» **THE TASK**: Within the material below, how many lines carry the word "AssetId"? Only that number is wanted.

» **RAW DATA**:
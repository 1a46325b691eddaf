//! Benchmarks for identity normalization and record inserts.
//!
//! Benchmark targets:
//! - Normalization: <10us per value
//! - Repeat upsert (identity cache hit): <50us
//! - A record insert, relational and graph

// Criterion macros generate items without docs - this is expected for benchmarks
#![allow(missing_docs)]
#![allow(clippy::expect_used, clippy::unwrap_used)]

use assetdb::identity::normalize;
use assetdb::models::HostRecord;
use assetdb::{AssetType, DatabaseConfig, InsertInfo, OperationContext, Store, open_store};
use criterion::{BenchmarkId, Criterion, criterion_group, criterion_main};
use std::hint::black_box;
use std::time::Duration;

// ============================================================================
// Normalization Benchmarks
// ============================================================================

fn bench_normalize(c: &mut Criterion) {
    let mut group = c.benchmark_group("normalize");

    for (asset_type, raw) in [
        (AssetType::Fqdn, "WWW.Example.CO.UK."),
        (AssetType::Ip, "2001:db8::1"),
        (AssetType::Netblock, "10.1.2.3/8"),
        (AssetType::AutonomousSystem, "AS64496"),
    ] {
        group.bench_with_input(BenchmarkId::from_parameter(asset_type), &raw, |b, raw| {
            b.iter(|| normalize(black_box(asset_type), black_box(raw)));
        });
    }

    group.finish();
}

// ============================================================================
// Store Benchmarks
// ============================================================================

fn bench_store(c: &mut Criterion) {
    let mut group = c.benchmark_group("store");
    group.measurement_time(Duration::from_secs(5));

    let dir = tempfile::tempdir().unwrap();
    let configs = [
        ("sqlite", DatabaseConfig::sqlite(dir.path().join("bench.sqlite"))),
        ("graph", DatabaseConfig::graph()),
    ];

    for (name, config) in configs {
        let store = open_store(&config).unwrap();
        store.create_database_if_not_exists().unwrap();
        store.run_init_migration().unwrap();
        let execution = store
            .insert_execution(&OperationContext::background(), &[])
            .unwrap();
        let info = InsertInfo::new(execution, "bench");
        store
            .upsert(&info, AssetType::Fqdn, "www.example.com")
            .unwrap();

        group.bench_function(BenchmarkId::new("upsert_existing", name), |b| {
            b.iter(|| store.upsert(&info, AssetType::Fqdn, black_box("www.example.com")));
        });

        let mut counter = 0u32;
        group.bench_function(BenchmarkId::new("insert_a_new", name), |b| {
            b.iter(|| {
                counter = counter.wrapping_add(1);
                let record = HostRecord::new(
                    format!("host{counter}.example.com"),
                    std::net::Ipv4Addr::from(counter).to_string(),
                );
                store.insert_a(&info, black_box(&record))
            });
        });
    }

    group.finish();
}

criterion_group!(benches, bench_normalize, bench_store);
criterion_main!(benches);
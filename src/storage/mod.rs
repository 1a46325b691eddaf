//! Storage layer.
//!
//! One [`Store`] contract with two backends:
//! - **Relational**: nodes, edges and provenance emulated over `SQLite` tables
//! - **Graph**: key-addressed nodes and labelled edges in a [`graph::GraphEngine`]
//!
//! [`open_store`] picks the backend named by the configuration.

// Dropping pooled connections a statement early buys nothing.
#![allow(clippy::significant_drop_tightening)]

mod factory;
pub mod graph;
pub mod metrics;
pub mod migrations;
pub mod sqlite;
pub mod traits;

pub use factory::{Backend, open_store};
pub use graph::{GraphStore, MemoryGraphEngine};
pub use migrations::{MigrationManager, MigrationSource, MigrationStatus};
pub use sqlite::SqliteStore;
pub use traits::Store;
//! Row conversion for the `assets` and `relations` tables.

use crate::models::{Asset, AssetContent, AssetId, AssetType, Relation, RelationType};
use crate::{Error, Result};
use chrono::{DateTime, Utc};
use rusqlite::Row;

/// Column list matching [`AssetRow::from_row`].
pub const ASSET_COLUMNS: &str = "id, created_at, type, content";

/// Column list matching [`RelationRow::from_row`].
pub const RELATION_COLUMNS: &str = "id, created_at, type, from_asset_id, to_asset_id";

/// An `assets` row with its columns still in storage form.
#[derive(Debug)]
pub struct AssetRow {
    /// Surrogate id.
    pub id: i64,
    /// Insertion time.
    pub created_at: DateTime<Utc>,
    /// Type tag.
    pub asset_type: String,
    /// JSON payload.
    pub content: String,
}

impl AssetRow {
    /// Reads the [`ASSET_COLUMNS`] of a row.
    ///
    /// # Errors
    ///
    /// Returns the `SQLite` error for a missing or mistyped column.
    pub fn from_row(row: &Row<'_>) -> rusqlite::Result<Self> {
        Ok(Self {
            id: row.get(0)?,
            created_at: row.get(1)?,
            asset_type: row.get(2)?,
            content: row.get(3)?,
        })
    }

    /// Decodes the type tag and payload.
    ///
    /// # Errors
    ///
    /// Returns [`Error::OperationFailed`] if the stored row is not a valid asset.
    pub fn into_asset(self) -> Result<Asset> {
        let asset_type = AssetType::parse(&self.asset_type).ok_or_else(|| {
            Error::backend(
                "decode_asset",
                format!("asset {} has unknown type '{}'", self.id, self.asset_type),
            )
        })?;
        let value: serde_json::Value = serde_json::from_str(&self.content)
            .map_err(|e| Error::backend("decode_asset", format!("asset {}: {e}", self.id)))?;
        let content = AssetContent::from_json(asset_type, value)
            .map_err(|e| Error::backend("decode_asset", format!("asset {}: {e}", self.id)))?;

        Ok(Asset {
            id: AssetId::new(self.id),
            content,
            created_at: self.created_at,
        })
    }
}

/// A `relations` row with its columns still in storage form.
#[derive(Debug)]
pub struct RelationRow {
    /// Surrogate id.
    pub id: i64,
    /// Insertion time.
    pub created_at: DateTime<Utc>,
    /// Relation type tag.
    pub relation_type: String,
    /// Source asset id.
    pub from_asset_id: i64,
    /// Target asset id.
    pub to_asset_id: i64,
}

impl RelationRow {
    /// Reads the [`RELATION_COLUMNS`] of a row.
    ///
    /// # Errors
    ///
    /// Returns the `SQLite` error for a missing or mistyped column.
    pub fn from_row(row: &Row<'_>) -> rusqlite::Result<Self> {
        Ok(Self {
            id: row.get(0)?,
            created_at: row.get(1)?,
            relation_type: row.get(2)?,
            from_asset_id: row.get(3)?,
            to_asset_id: row.get(4)?,
        })
    }

    /// Decodes the relation type.
    ///
    /// # Errors
    ///
    /// Returns [`Error::OperationFailed`] for an unknown relation type.
    pub fn into_relation(self) -> Result<Relation> {
        let relation_type = RelationType::parse(&self.relation_type).ok_or_else(|| {
            Error::backend(
                "decode_relation",
                format!("relation {} has unknown type '{}'", self.id, self.relation_type),
            )
        })?;
        Ok(Relation {
            id: self.id,
            relation_type,
            from_asset_id: AssetId::new(self.from_asset_id),
            to_asset_id: AssetId::new(self.to_asset_id),
            created_at: self.created_at,
        })
    }
}

#[cfg(test)]
mod tests {
    use super::*;

    #[test]
    fn test_asset_row_decodes() {
        let row = AssetRow {
            id: 3,
            created_at: Utc::now(),
            asset_type: "as".to_string(),
            content: r#"{"number":13335}"#.to_string(),
        };
        let asset = row.into_asset().unwrap();
        assert_eq!(asset.id, AssetId::new(3));
        assert_eq!(asset.content.label(), "AS13335");
    }

    #[test]
    fn test_asset_row_rejects_mismatched_payload() {
        let row = AssetRow {
            id: 4,
            created_at: Utc::now(),
            asset_type: "ip".to_string(),
            content: r#"{"name":"example.com","tld":"com"}"#.to_string(),
        };
        assert!(matches!(
            row.into_asset(),
            Err(Error::OperationFailed { ref operation, .. }) if operation == "decode_asset"
        ));
    }

    #[test]
    fn test_relation_row_unknown_type() {
        let row = RelationRow {
            id: 1,
            created_at: Utc::now(),
            relation_type: "txt_record".to_string(),
            from_asset_id: 1,
            to_asset_id: 2,
        };
        assert!(row.into_relation().is_err());
    }
}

» **EXERCISE RESPONSE**: 5